» **What needs to be done**
Every record that follows must be given again exactly.

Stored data
|---|
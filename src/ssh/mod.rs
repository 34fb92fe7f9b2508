//! SSH front end.
//!
//! Accepts SSH connections, admits them by public key through the user
//! registry, serves `git-upload-pack` / `git-receive-pack` against the bare
//! repository, and hosts the admin console for interactive admin sessions.

pub mod server;
pub mod session;

pub use server::{run_ssh_server, ServerContext};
|---|
» **Response area**
filename src/ssh/mod.rs
repository 34fb92fe7f9b2508
//! SSH front end.
//!
//! Accepts SSH connections, admits them by public key through the user
//! registry, serves `git-upload-pack` / `git-receive-pack` against the bare
//! repository, and hosts the admin console for interactive admin sessions.

pub mod server;
pub mod session;

pub use server::{run_ssh_server, ServerContext};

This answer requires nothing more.